The cluster is defined by a ClusterSpec, a mapping from task types to their associated network addresses. For instance, for the above example, it looks like that:

{
  "chief": ["chief.example.com:2125"],
  "worker": ["worker0.example.com:6784",
             "worker1.example.com:6475"],
  "ps": ["ps0.example.com:7419"],
  "evaluator": ["evaluator.example.com:8347"]
}

Starting a task in the cluster requires a ClusterSpec. This means that the spec should be fully known before starting any of the tasks.

Once the cluster is known, we need to export the ClusterSpec through the TF_CONFIG environment variable and start the TensorFlow server on each container.

Then we can run the train-and-evaluate function on each container. We just launch the same function as in local training mode, TensorFlow will automatically detect that we have set up a ClusterSpec and start a distributed learning.

You can find more information about distributed Tensorflow here and about distributed training Estimators here.

Training with multiple workers

Activating the previous example in tf-yarn is just changing the cluster_spec by adding the additional worker and ps instances:

run_on_yarn(
    ...,
    task_specs={
        "chief": TaskSpec(memory="2 GiB", vcores=4),
        "worker": TaskSpec(memory="2 GiB", vcores=4, instances=2),
        "ps": TaskSpec(memory="2 GiB", vcores=8),
        "evaluator": TaskSpec(memory="2 GiB", vcores=1),
        "tensorboard": TaskSpec(memory="2 GiB", vcores=1)
    }
)

Configuring the Python interpreter and packages

tf-yarn needs to ship an isolated virtual environment to the containers.

You can use the packaging module to generate a package on hdfs based on your current installed Virtual Environment. (You should have installed the dependencies from requirements.txt first pip install -r requirements.txt) This works if you use Anaconda and also with Virtual Environments.
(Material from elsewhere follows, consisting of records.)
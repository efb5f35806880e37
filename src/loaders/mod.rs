//! Scene loading: the Mitsuba XML document model, typed plugin properties and the plugin
//! constructors that turn them into scene objects.

use std::collections::HashMap;
use std::convert::{TryFrom, TryInto};
use std::path::{Path, PathBuf};
use crate::{Point3f, Vec3f, Float, Transform};
use crate::error::SceneLoadError;
use crate::spectrum::Spectrum;

pub mod xml;
pub mod constructors;
pub mod mitsuba;

pub use mitsuba::{load_mitsuba_scene, LoadOptions};

/// A property value after `$name` substitution and parsing.
#[derive(Debug, Clone)]
pub enum PropVal {
    Int(i64),
    Float(Float),
    Bool(bool),
    String(String),
    Spectrum(Spectrum),
    Point(Point3f),
    Vector(Vec3f),
    Transform(Transform),
}

impl PropVal {
    fn type_name(&self) -> &'static str {
        match self {
            PropVal::Int(_) => "integer",
            PropVal::Float(_) => "float",
            PropVal::Bool(_) => "boolean",
            PropVal::String(_) => "string",
            PropVal::Spectrum(_) => "rgb",
            PropVal::Point(_) => "point",
            PropVal::Vector(_) => "vector",
            PropVal::Transform(_) => "transform",
        }
    }
}

#[derive(Debug)]
pub struct TryFromParamErr(&'static str);

macro_rules! impl_basic_conversions {
    ($param_variant:ident, $into_ty:ty, $ty_name:expr) => {
        impl TryFrom<PropVal> for $into_ty {
            type Error = TryFromParamErr;

            fn try_from(value: PropVal) -> Result<Self, Self::Error> {
                match value {
                    PropVal::$param_variant(v) => Ok(v),
                    _ => Err(TryFromParamErr($ty_name))
                }
            }
        }

        impl From<$into_ty> for PropVal {
            fn from(value: $into_ty) -> PropVal {
                PropVal::$param_variant(value)
            }
        }
    };
}

impl_basic_conversions!(Int, i64, "integer");
impl_basic_conversions!(Bool, bool, "boolean");
impl_basic_conversions!(String, String, "string");
impl_basic_conversions!(Point, Point3f, "point");
impl_basic_conversions!(Transform, Transform, "transform");

impl From<Float> for PropVal {
    fn from(value: Float) -> PropVal {
        PropVal::Float(value)
    }
}

impl From<Spectrum> for PropVal {
    fn from(value: Spectrum) -> PropVal {
        PropVal::Spectrum(value)
    }
}

impl From<Vec3f> for PropVal {
    fn from(value: Vec3f) -> PropVal {
        PropVal::Vector(value)
    }
}

// integers are accepted where floats are expected
impl TryFrom<PropVal> for Float {
    type Error = TryFromParamErr;

    fn try_from(value: PropVal) -> Result<Self, Self::Error> {
        match value {
            PropVal::Float(v) => Ok(v),
            PropVal::Int(v) => Ok(v as Float),
            _ => Err(TryFromParamErr("float")),
        }
    }
}

// a plain number stands for a uniform spectrum
impl TryFrom<PropVal> for Spectrum {
    type Error = TryFromParamErr;

    fn try_from(value: PropVal) -> Result<Self, Self::Error> {
        match value {
            PropVal::Spectrum(s) => Ok(s),
            PropVal::Float(v) => Ok(Spectrum::uniform(v)),
            PropVal::Int(v) => Ok(Spectrum::uniform(v as Float)),
            _ => Err(TryFromParamErr("rgb")),
        }
    }
}

// points and vectors are written the same way
impl TryFrom<PropVal> for Vec3f {
    type Error = TryFromParamErr;

    fn try_from(value: PropVal) -> Result<Self, Self::Error> {
        match value {
            PropVal::Vector(v) => Ok(v),
            PropVal::Point(p) => Ok(Vec3f::new(p.x, p.y, p.z)),
            _ => Err(TryFromParamErr("vector")),
        }
    }
}

/// Properties of one plugin instance, consumed by its constructor.
#[derive(Debug, Clone)]
pub struct PropertyList {
    plugin: String,
    params: HashMap<String, PropVal>,
}

impl PropertyList {
    pub fn new(plugin: impl Into<String>) -> Self {
        Self { plugin: plugin.into(), params: HashMap::new() }
    }

    pub fn plugin(&self) -> &str {
        &self.plugin
    }

    pub fn insert(&mut self, name: impl Into<String>, value: impl Into<PropVal>) {
        let name = name.into();
        if self.params.insert(name.clone(), value.into()).is_some() {
            tracing::warn!(plugin = %self.plugin, property = %name, "property specified more than once, keeping the last value");
        }
    }

    pub fn has(&self, name: &str) -> bool {
        self.params.contains_key(name)
    }

    /// Removes the property without converting it.
    pub fn take_raw(&mut self, name: &str) -> Option<PropVal> {
        self.params.remove(name)
    }

    /// Removes and returns the property, `None` if it is absent. A property of the wrong
    /// type is an error.
    pub fn get<T>(&mut self, name: &str) -> Result<Option<T>, SceneLoadError>
        where T: TryFrom<PropVal, Error=TryFromParamErr>
    {
        match self.params.remove(name) {
            None => Ok(None),
            Some(val) => {
                let found = val.type_name();
                val.try_into()
                    .map(Some)
                    .map_err(|e: TryFromParamErr| SceneLoadError::parameter(format!(
                        "{}: property '{}' should be {} but is {}", self.plugin, name, e.0, found
                    )))
            }
        }
    }

    pub fn get_or<T>(&mut self, name: &str, default: T) -> Result<T, SceneLoadError>
        where T: TryFrom<PropVal, Error=TryFromParamErr>
    {
        Ok(self.get(name)?.unwrap_or(default))
    }

    pub fn get_required<T>(&mut self, name: &str) -> Result<T, SceneLoadError>
        where T: TryFrom<PropVal, Error=TryFromParamErr>
    {
        self.get(name)?.ok_or_else(|| SceneLoadError::parameter(format!(
            "{}: missing required property '{}'", self.plugin, name
        )))
    }

    pub fn to_world(&mut self) -> Result<Transform, SceneLoadError> {
        self.get_or("to_world", Transform::IDENTITY)
    }

    /// Warns about every property no constructor asked for.
    pub fn finish(self) {
        let mut unused: Vec<&String> = self.params.keys().collect();
        unused.sort();
        for name in unused {
            tracing::warn!(plugin = %self.plugin, property = %name, "unused property");
        }
    }
}

/// Where relative asset paths in a scene are resolved from.
#[derive(Debug, Clone)]
pub struct Context {
    base_dir: PathBuf,
}

impl Context {
    pub fn new(scene_path: &Path) -> Self {
        let base_dir = scene_path.parent().map(Path::to_path_buf).unwrap_or_default();
        Self { base_dir }
    }

    pub fn resolve(&self, filename: impl AsRef<Path>) -> PathBuf {
        let p = filename.as_ref();
        if p.is_absolute() { p.to_path_buf() } else { self.base_dir.join(p) }
    }
}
By default the generated package is a pex package. The packaging module will generate the pex package, upload it to hdfs and you can start tf_yarn by providing the hdfs path.

pyenv_zip_path, env_name = packaging.upload_env_to_hdfs()
run_on_yarn(
    pyenv_zip_path=pyenv_zip_path
)

If you hosting evironment is Anaconda upload_env_to_hdfs the packaging module will use conda-pack to create the package.

You can also directly use the command line tools provided by conda-pack and pex to generate the packages.

For pex you can run this command in the root directory to create the package (it includes all requirements from setup.py)

pex . -o myarchive.pex

You can then run tf-yarn with your generated package:

run_on_yarn(
    pyenv_zip_path="myarchive.pex"
)

Running on GPU

YARN does not have first-class support for GPU resources. A common workaround is to use node labels where CPU-only nodes are unlabelled, while the GPU ones have a label. Furthermore, in this setting GPU nodes are typically bound to a separate queue which is different from the default one.

Currently, tf-yarn assumes that the GPU label is "gpu". There are no assumptions on the name of the queue with GPU nodes, however, for the sake of example we wil use the name "ml-gpu".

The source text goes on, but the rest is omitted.